What is expected:
Output the data once more, exactly as given.

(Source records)
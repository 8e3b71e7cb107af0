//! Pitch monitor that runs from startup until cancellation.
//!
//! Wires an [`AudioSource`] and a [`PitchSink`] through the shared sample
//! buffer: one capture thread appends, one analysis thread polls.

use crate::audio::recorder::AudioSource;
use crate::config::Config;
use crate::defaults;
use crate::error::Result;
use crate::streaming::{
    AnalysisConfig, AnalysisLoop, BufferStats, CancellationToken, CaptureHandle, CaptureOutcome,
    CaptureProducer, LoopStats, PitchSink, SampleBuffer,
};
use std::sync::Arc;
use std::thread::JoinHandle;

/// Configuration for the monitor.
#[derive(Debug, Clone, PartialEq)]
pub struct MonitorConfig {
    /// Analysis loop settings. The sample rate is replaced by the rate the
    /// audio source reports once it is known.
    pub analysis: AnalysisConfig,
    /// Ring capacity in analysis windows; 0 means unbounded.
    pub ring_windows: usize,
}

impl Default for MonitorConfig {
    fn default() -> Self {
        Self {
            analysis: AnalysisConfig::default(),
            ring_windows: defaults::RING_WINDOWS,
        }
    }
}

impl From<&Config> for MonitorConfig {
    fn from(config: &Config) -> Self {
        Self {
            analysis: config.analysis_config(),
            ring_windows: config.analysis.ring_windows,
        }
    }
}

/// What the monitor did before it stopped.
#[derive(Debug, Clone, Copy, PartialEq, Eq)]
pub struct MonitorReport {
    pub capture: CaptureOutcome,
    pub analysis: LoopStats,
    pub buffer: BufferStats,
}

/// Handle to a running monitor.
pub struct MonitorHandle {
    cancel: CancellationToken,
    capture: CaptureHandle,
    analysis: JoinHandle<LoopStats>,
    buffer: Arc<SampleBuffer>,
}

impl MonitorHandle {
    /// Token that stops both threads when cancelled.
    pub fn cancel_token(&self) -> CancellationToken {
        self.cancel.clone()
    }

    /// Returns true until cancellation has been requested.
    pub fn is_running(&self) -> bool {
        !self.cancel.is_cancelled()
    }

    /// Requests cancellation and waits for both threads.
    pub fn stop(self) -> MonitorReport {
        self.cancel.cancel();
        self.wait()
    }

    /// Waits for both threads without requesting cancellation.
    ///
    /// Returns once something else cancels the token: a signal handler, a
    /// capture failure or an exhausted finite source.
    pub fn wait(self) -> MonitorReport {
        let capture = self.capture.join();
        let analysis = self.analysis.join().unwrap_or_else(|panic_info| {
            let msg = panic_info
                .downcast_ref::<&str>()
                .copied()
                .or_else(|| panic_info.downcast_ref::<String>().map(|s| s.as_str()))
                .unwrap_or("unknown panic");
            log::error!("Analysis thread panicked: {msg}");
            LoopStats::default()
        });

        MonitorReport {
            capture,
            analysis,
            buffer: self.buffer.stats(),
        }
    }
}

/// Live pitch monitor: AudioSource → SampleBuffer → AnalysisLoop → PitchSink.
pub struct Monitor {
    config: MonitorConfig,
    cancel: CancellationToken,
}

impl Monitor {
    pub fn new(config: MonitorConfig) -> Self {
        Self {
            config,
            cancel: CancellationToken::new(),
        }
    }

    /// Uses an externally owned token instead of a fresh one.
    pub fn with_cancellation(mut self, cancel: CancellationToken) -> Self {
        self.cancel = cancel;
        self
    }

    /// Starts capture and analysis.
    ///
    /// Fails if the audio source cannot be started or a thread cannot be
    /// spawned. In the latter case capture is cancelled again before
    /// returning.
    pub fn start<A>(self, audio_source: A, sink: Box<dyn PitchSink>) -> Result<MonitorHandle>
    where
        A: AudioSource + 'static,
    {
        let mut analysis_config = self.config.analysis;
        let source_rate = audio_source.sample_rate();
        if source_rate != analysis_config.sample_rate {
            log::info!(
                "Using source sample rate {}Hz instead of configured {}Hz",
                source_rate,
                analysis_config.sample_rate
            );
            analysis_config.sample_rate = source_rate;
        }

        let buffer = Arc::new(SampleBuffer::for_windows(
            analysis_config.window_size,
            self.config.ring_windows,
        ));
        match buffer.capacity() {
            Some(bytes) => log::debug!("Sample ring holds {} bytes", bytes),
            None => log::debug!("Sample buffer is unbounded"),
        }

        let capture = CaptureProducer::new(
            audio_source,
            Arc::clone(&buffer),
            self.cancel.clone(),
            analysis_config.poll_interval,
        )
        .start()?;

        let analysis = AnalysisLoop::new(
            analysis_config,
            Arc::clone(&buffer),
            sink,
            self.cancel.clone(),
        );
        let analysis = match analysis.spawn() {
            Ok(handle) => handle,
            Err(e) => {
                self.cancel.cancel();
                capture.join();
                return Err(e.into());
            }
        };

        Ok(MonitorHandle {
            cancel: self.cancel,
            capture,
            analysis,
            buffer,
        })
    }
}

Solved problem:
repository 8e3b71e7cb107af0
//! Pitch monitor that runs from startup until cancellation.
//!
//! Wires an [`AudioSource`] and a [`PitchSink`] through the shared sample
//! buffer: one capture thread appends, one analysis thread polls.

use crate::audio::recorder::AudioSource;
use crate::config::Config;
use crate::defaults;
use crate::error::Result;
use crate::streaming::{
    AnalysisConfig, AnalysisLoop, BufferStats, CancellationToken, CaptureHandle, CaptureOutcome,
    CaptureProducer, LoopStats, PitchSink, SampleBuffer,
};
use std::sync::Arc;
use std::thread::JoinHandle;

/// Configuration for the monitor.
#[derive(Debug, Clone, PartialEq)]
pub struct MonitorConfig {
    /// Analysis loop settings. The sample rate is replaced by the rate the
    /// audio source reports once it is known.
    pub analysis: AnalysisConfig,
    /// Ring capacity in analysis windows; 0 means unbounded.
    pub ring_windows: usize,
}

impl Default for MonitorConfig {
    fn default() -> Self {
        Self {
            analysis: AnalysisConfig::default(),
            ring_windows: defaults::RING_WINDOWS,
        }
    }
}

impl From<&Config> for MonitorConfig {
    fn from(config: &Config) -> Self {
        Self {
            analysis: config.analysis_config(),
            ring_windows: config.analysis.ring_windows,
        }
    }
}

/// What the monitor did before it stopped.
#[derive(Debug, Clone, Copy, PartialEq, Eq)]
pub struct MonitorReport {
    pub capture: CaptureOutcome,
    pub analysis: LoopStats,
    pub buffer: BufferStats,
}

/// Handle to a running monitor.
pub struct MonitorHandle {
    cancel: CancellationToken,
    capture: CaptureHandle,
    analysis: JoinHandle<LoopStats>,
    buffer: Arc<SampleBuffer>,
}

impl MonitorHandle {
    /// Token that stops both threads when cancelled.
    pub fn cancel_token(&self) -> CancellationToken {
        self.cancel.clone()
    }

    /// Returns true until cancellation has been requested.
    pub fn is_running(&self) -> bool {
        !self.cancel.is_cancelled()
    }

    /// Requests cancellation and waits for both threads.
    pub fn stop(self) -> MonitorReport {
        self.cancel.cancel();
        self.wait()
    }

    /// Waits for both threads without requesting cancellation.
    ///
    /// Returns once something else cancels the token: a signal handler, a
    /// capture failure or an exhausted finite source.
    pub fn wait(self) -> MonitorReport {
        let capture = self.capture.join();
        let analysis = self.analysis.join().unwrap_or_else(|panic_info| {
            let msg = panic_info
                .downcast_ref::<&str>()
                .copied()
                .or_else(|| panic_info.downcast_ref::<String>().map(|s| s.as_str()))
                .unwrap_or("unknown panic");
            log::error!("Analysis thread panicked: {msg}");
            LoopStats::default()
        });

        MonitorReport {
            capture,
            analysis,
            buffer: self.buffer.stats(),
        }
    }
}

/// Live pitch monitor: AudioSource → SampleBuffer → AnalysisLoop → PitchSink.
pub struct Monitor {
    config: MonitorConfig,
    cancel: CancellationToken,
}

impl Monitor {
    pub fn new(config: MonitorConfig) -> Self {
        Self {
            config,
            cancel: CancellationToken::new(),
        }
    }

    /// Uses an externally owned token instead of a fresh one.
    pub fn with_cancellation(mut self, cancel: CancellationToken) -> Self {
        self.cancel = cancel;
        self
    }

    /// Starts capture and analysis.
    ///
    /// Fails if the audio source cannot be started or a thread cannot be
    /// spawned. In the latter case capture is cancelled again before
    /// returning.
    pub fn start<A>(self, audio_source: A, sink: Box<dyn PitchSink>) -> Result<MonitorHandle>
    where
        A: AudioSource + 'static,
    {
        let mut analysis_config = self.config.analysis;
        let source_rate = audio_source.sample_rate();
        if source_rate != analysis_config.sample_rate {
            log::info!(
                "Using source sample rate {}Hz instead of configured {}Hz",
                source_rate,
                analysis_config.sample_rate
            );
            analysis_config.sample_rate = source_rate;
        }

        let buffer = Arc::new(SampleBuffer::for_windows(
            analysis_config.window_size,
            self.config.ring_windows,
        ));
        match buffer.capacity() {
            Some(bytes) => log::debug!("Sample ring holds {} bytes", bytes),
            None => log::debug!("Sample buffer is unbounded"),
        }

        let capture = CaptureProducer::new(
            audio_source,
            Arc::clone(&buffer),
            self.cancel.clone(),
            analysis_config.poll_interval,
        )
        .start()?;

        let analysis = AnalysisLoop::new(
            analysis_config,
            Arc::clone(&buffer),
            sink,
            self.cancel.clone(),
        );
        let analysis = match analysis.spawn() {
            Ok(handle) => handle,
            Err(e) => {
                self.cancel.cancel();
                capture.join();
                return Err(e.into());
            }
        };

        Ok(MonitorHandle {
            cancel: self.cancel,
            capture,
            analysis,
            buffer,
        })
    }
}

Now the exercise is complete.